[Haskell-cafe] Can eta-reduction of (\xs -> augment (flip (flip . foldr) xs)) typecheck?
Viktor Dukhovni
ietf-dane at dukhovni.org
Wed Mar 17 02:21:09 UTC 2021
With both `augment` and `foldr` from GHC.Base:
augment :: (forall b. (a -> b -> b) -> b -> b) -> [a] -> [a]
augment g = g (:)
foldr :: (a -> b -> b) -> b -> [a] -> b
...
The function:
\xs -> augment (g xs) where g xs c z = foldr c z xs
-- pointfree: g == flip (flip . foldr)
typechecks (it is in fact just (++))
λ> let g xs c z = foldr c z xs
λ> :t \xs -> augment (g xs)
\xs -> augment (g xs) :: [a] -> [a] -> [a]
Is it possible to explicitly type annotate some `g'` so that the
function:
(\xs -> (augment . g') xs) :: [a] -> [a] -> [a]
is also just (++).
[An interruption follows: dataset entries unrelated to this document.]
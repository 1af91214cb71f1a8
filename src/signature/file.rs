//! Signature artifact reading and writing.
//!
//! Layout: magic, version byte, then the nested map as outer-count +
//! (weak, inner-count + (strong, index)*)*. All integers little-endian.

use std::io::{Read, Write};

use super::{Signature, StrongHash, SIGNATURE_MAGIC, SIGNATURE_VERSION, STRONG_LEN};
use crate::error::{Error, Result};

/// Serialize a signature.
pub fn write_signature<W: Write>(sig: &Signature, out: &mut W) -> Result<()> {
    let write = |out: &mut W, bytes: &[u8]| {
        out.write_all(bytes)
            .map_err(|e| Error::sink_write("writing signature artifact", e))
    };

    write(out, SIGNATURE_MAGIC)?;
    write(out, &[SIGNATURE_VERSION])?;
    write(out, &(sig.blocks.len() as u32).to_le_bytes())?;
    for (weak, strongs) in &sig.blocks {
        write(out, &weak.to_le_bytes())?;
        write(out, &(strongs.len() as u32).to_le_bytes())?;
        for (strong, index) in strongs {
            write(out, strong)?;
            write(out, &index.to_le_bytes())?;
        }
    }
    Ok(())
}

/// Deserialize a signature, validating magic and version.
pub fn read_signature<R: Read>(input: &mut R) -> Result<Signature> {
    let mut magic = [0u8; SIGNATURE_MAGIC.len()];
    read_exact(input, &mut magic)?;
    if &magic != SIGNATURE_MAGIC {
        return Err(Error::serialization("signature artifact has bad magic"));
    }

    let mut version = [0u8; 1];
    read_exact(input, &mut version)?;
    if version[0] != SIGNATURE_VERSION {
        return Err(Error::serialization(format!(
            "unsupported signature version {} (expected {})",
            version[0], SIGNATURE_VERSION
        )));
    }

    let mut sig = Signature::new();
    let outer = read_u32(input)?;
    for _ in 0..outer {
        let weak = read_u32(input)?;
        let inner = read_u32(input)?;
        for _ in 0..inner {
            let mut strong: StrongHash = [0u8; STRONG_LEN];
            read_exact(input, &mut strong)?;
            let index = read_u32(input)?;
            sig.insert(weak, strong, index);
        }
    }
    Ok(sig)
}

fn read_u32<R: Read>(input: &mut R) -> Result<u32> {
    let mut buf = [0u8; 4];
    read_exact(input, &mut buf)?;
    Ok(u32::from_le_bytes(buf))
}

fn read_exact<R: Read>(input: &mut R, buf: &mut [u8]) -> Result<()> {
    input.read_exact(buf).map_err(|e| match e.kind() {
        std::io::ErrorKind::UnexpectedEof => {
            Error::serialization("signature artifact is truncated")
        }
        _ => Error::source_read("reading signature artifact", e),
    })
}
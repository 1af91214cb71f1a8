//! Patch application: rebuild the new stream from the old stream plus an
//! op sequence, verifying the end-to-end content digest.

use sha1::{Digest, Sha1};
use std::io::Write;
use tokio::sync::{mpsc, oneshot};

use crate::delta::Op;
use crate::error::{Error, Result};
use crate::rolling::BLOCK_SIZE;

/// Positioned reads over the basis stream.
///
/// Implementations fill as much of `buf` as the stream allows starting at
/// `offset`; a short count happens only at end of input. The signature pass
/// and the patch pass read the old stream through different handles; this
/// trait covers only the positional side.
pub trait PositionedRead {
    fn read_at(&self, buf: &mut [u8], offset: u64) -> std::io::Result<usize>;
}

impl PositionedRead for std::fs::File {
    fn read_at(&self, buf: &mut [u8], offset: u64) -> std::io::Result<usize> {
        use std::os::unix::fs::FileExt;
        let mut filled = 0;
        let mut offset = offset;
        while filled < buf.len() {
            match FileExt::read_at(self, &mut buf[filled..], offset) {
                Ok(0) => break,
                Ok(n) => {
                    filled += n;
                    offset += n as u64;
                }
                Err(e) if e.kind() == std::io::ErrorKind::Interrupted => continue,
                Err(e) => return Err(e),
            }
        }
        Ok(filled)
    }
}

impl PositionedRead for [u8] {
    fn read_at(&self, buf: &mut [u8], offset: u64) -> std::io::Result<usize> {
        let start = (offset as usize).min(self.len());
        let n = (self.len() - start).min(buf.len());
        buf[..n].copy_from_slice(&self[start..start + n]);
        Ok(n)
    }
}

impl<T: PositionedRead + ?Sized> PositionedRead for &T {
    fn read_at(&self, buf: &mut [u8], offset: u64) -> std::io::Result<usize> {
        (**self).read_at(buf, offset)
    }
}

/// Apply an op stream to `old_data`, writing the reconstruction to `out`.
///
/// The ops and result channels come from [`spawn_delta`] or
/// [`read_delta_ops`]; the producer's result is always consulted after the
/// op channel drains and supersedes an otherwise clean run. On failure the
/// output may hold partial data; discarding it is the caller's policy.
///
/// [`spawn_delta`]: crate::delta::spawn_delta
/// [`read_delta_ops`]: crate::delta::read_delta_ops
pub async fn apply<R, W>(
    old_data: &R,
    mut ops: mpsc::Receiver<Op>,
    producer_result: oneshot::Receiver<Result<()>>,
    out: &mut W,
) -> Result<()>
where
    R: PositionedRead + ?Sized,
    W: Write,
{
    let mut content = Sha1::new();
    let mut block_buf = vec![0u8; BLOCK_SIZE];
    let mut verified = false;

    while let Some(op) = ops.recv().await {
        if verified {
            return Err(Error::invalid_op("operation after the end-of-stream marker"));
        }
        match op {
            Op::Block { index } => {
                let offset = u64::from(index) * BLOCK_SIZE as u64;
                let n = old_data
                    .read_at(&mut block_buf, offset)
                    .map_err(|e| Error::source_read("reading basis block", e))?;
                out.write_all(&block_buf[..n])
                    .map_err(|e| Error::sink_write("writing reconstructed block", e))?;
                content.update(&block_buf[..n]);
            }
            Op::Raw { data } => {
                out.write_all(&data)
                    .map_err(|e| Error::sink_write("writing literal bytes", e))?;
                content.update(&data);
            }
            Op::Eof { digest } => {
                let actual: [u8; 20] = content.finalize_reset().into();
                if actual != digest {
                    return Err(Error::Integrity);
                }
                verified = true;
            }
        }
    }

    // A producer error supersedes a clean drain.
    producer_result
        .await
        .map_err(|_| Error::invalid_op("delta producer terminated without a result"))??;

    if !verified {
        return Err(Error::invalid_op("delta ended without an end-of-stream marker"));
    }
    Ok(())
}

#[cfg(test)]
mod tests {
    use super::*;
    use crate::delta::DIGEST_LEN;

    fn channel_of(ops: Vec<Op>) -> (mpsc::Receiver<Op>, oneshot::Receiver<Result<()>>) {
        let (op_tx, op_rx) = mpsc::channel(ops.len().max(1));
        let (result_tx, result_rx) = oneshot::channel();
        for op in ops {
            op_tx.try_send(op).unwrap();
        }
        let _ = result_tx.send(Ok(()));
        (op_rx, result_rx)
    }

    fn digest_of(data: &[u8]) -> [u8; DIGEST_LEN] {
        Sha1::digest(data).into()
    }

    #[tokio::test]
    async fn raw_and_block_reconstruct() {
        let old = vec![0x11u8; BLOCK_SIZE];
        let mut expected = b"prefix".to_vec();
        expected.extend_from_slice(&old);
        let ops = vec![
            Op::Raw { data: b"prefix".to_vec() },
            Op::Block { index: 0 },
            Op::Eof { digest: digest_of(&expected) },
        ];
        let (rx, result) = channel_of(ops);
        let mut out = Vec::new();
        apply(old.as_slice(), rx, result, &mut out).await.unwrap();
        assert_eq!(out, expected);
    }

    #[tokio::test]
    async fn short_tail_block_is_copied_short() {
        let mut old = vec![0x22u8; BLOCK_SIZE];
        old.extend_from_slice(b"tail");
        let ops = vec![
            Op::Block { index: 0 },
            Op::Block { index: 1 },
            Op::Eof { digest: digest_of(&old) },
        ];
        let (rx, result) = channel_of(ops);
        let mut out = Vec::new();
        apply(old.as_slice(), rx, result, &mut out).await.unwrap();
        assert_eq!(out, old);
    }

    #[tokio::test]
    async fn digest_mismatch_is_integrity_error() {
        let ops = vec![
            Op::Raw { data: b"data".to_vec() },
            Op::Eof { digest: [0u8; DIGEST_LEN] },
        ];
        let (rx, result) = channel_of(ops);
        let mut out = Vec::new();
        let err = apply(b"".as_slice(), rx, result, &mut out).await.unwrap_err();
        assert!(matches!(err, Error::Integrity));
    }

    #[tokio::test]
    async fn op_after_eof_is_invalid() {
        let ops = vec![
            Op::Eof { digest: digest_of(b"") },
            Op::Raw { data: b"late".to_vec() },
        ];
        let (rx, result) = channel_of(ops);
        let mut out = Vec::new();
        let err = apply(b"".as_slice(), rx, result, &mut out).await.unwrap_err();
        assert!(matches!(err, Error::InvalidOp { .. }));
    }

    #[tokio::test]
    async fn missing_eof_is_invalid() {
        let ops = vec![Op::Raw { data: b"data".to_vec() }];
        let (rx, result) = channel_of(ops);
        let mut out = Vec::new();
        let err = apply(b"".as_slice(), rx, result, &mut out).await.unwrap_err();
        assert!(matches!(err, Error::InvalidOp { .. }));
    }

    #[tokio::test]
    async fn producer_error_supersedes_clean_drain() {
        let (_op_tx, op_rx) = mpsc::channel::<Op>(1);
        let (result_tx, result_rx) = oneshot::channel();
        result_tx
            .send(Err(Error::source_read(
                "reading new stream",
                std::io::Error::new(std::io::ErrorKind::Other, "gone"),
            )))
            .unwrap();
        drop(_op_tx);
        let mut out = Vec::new();
        let err = apply(b"".as_slice(), op_rx, result_rx, &mut out).await.unwrap_err();
        assert!(matches!(err, Error::Source { .. }));
    }

    #[test]
    fn slice_positioned_read_is_short_at_end() {
        let data = b"0123456789";
        let mut buf = [0u8; 8];
        assert_eq!(data.as_slice().read_at(&mut buf, 6).unwrap(), 4);
        assert_eq!(&buf[..4], b"6789");
        assert_eq!(data.as_slice().read_at(&mut buf, 100).unwrap(), 0);
    }
}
That is, basically `g'` is the same as g, but with
an explicit type signature that makes the type checker accept the
eta-reduced composition? A completely naive attempt, with no
type annotations yields:
λ> let g xs c z = foldr c z xs
λ> :t g
g :: [a] -> (a -> b -> b) -> b -> b
λ> :t (augment . g)
<interactive>:1:2: error:
• Couldn't match type: forall b. (a1 -> b -> b) -> b -> b
with: (a -> b0 -> b0) -> b0 -> b0
Expected: ((a -> b0 -> b0) -> b0 -> b0) -> [a1] -> [a1]
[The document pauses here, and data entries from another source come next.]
//! Error types for deltavault

use thiserror::Error;

/// Result type alias for deltavault operations
pub type Result<T> = std::result::Result<T, Error>;

/// Main error type for deltavault
#[derive(Error, Debug)]
pub enum Error {
    /// A read from an input byte stream failed
    #[error("source read error: {message}")]
    Source {
        message: String,
        #[source]
        source: std::io::Error,
    },

    /// A write to an output byte stream failed
    #[error("sink write error: {message}")]
    Sink {
        message: String,
        #[source]
        source: std::io::Error,
    },

    /// An encoded artifact is malformed
    #[error("malformed artifact: {message}")]
    Serialization { message: String },

    /// The reconstructed data does not match the digest carried by the delta
    #[error("reconstructed data does not match the digest carried by the delta")]
    Integrity,

    /// An operation carries an impossible tag, or the end-of-stream marker
    /// is misplaced
    #[error("invalid delta operation: {message}")]
    InvalidOp { message: String },

    /// Storage backend errors
    #[error("storage error: {message}")]
    Storage { message: String },

    /// Configuration errors
    #[error("configuration error: {message}")]
    Config { message: String },
}

impl Error {
    /// Create a source-side read error with context
    pub fn source_read(message: impl Into<String>, source: std::io::Error) -> Self {
        Self::Source {
            message: message.into(),
            source,
        }
    }

    /// Create a sink-side write error with context
    pub fn sink_write(message: impl Into<String>, source: std::io::Error) -> Self {
        Self::Sink {
            message: message.into(),
            source,
        }
    }

    /// Create a serialization error
    pub fn serialization(message: impl Into<String>) -> Self {
        Self::Serialization {
            message: message.into(),
        }
    }

    /// Create an invalid-operation error
    pub fn invalid_op(message: impl Into<String>) -> Self {
        Self::InvalidOp {
            message: message.into(),
        }
    }

    /// Create a storage error
    pub fn storage(message: impl Into<String>) -> Self {
        Self::Storage {
            message: message.into(),
        }
    }

    /// Create a config error
    pub fn config(message: impl Into<String>) -> Self {
        Self::Config {
            message: message.into(),
        }
    }
}

impl From<toml::de::Error> for Error {
    fn from(err: toml::de::Error) -> Self {
        Self::Config {
            message: format!("TOML parse error: {}", err),
        }
    }
}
Actual: (forall b. (a1 -> b -> b) -> b -> b) -> [a1] -> [a1]
• In the first argument of ‘(.)’, namely ‘augment’
In the expression: augment . g
I haven't found any variant type signatures for "g" that make this go.
I think this may require impredicative polymorphism, and so can't be
done until perhaps QuickLook lands (don't know whether that'll be
enough).
--
Viktor.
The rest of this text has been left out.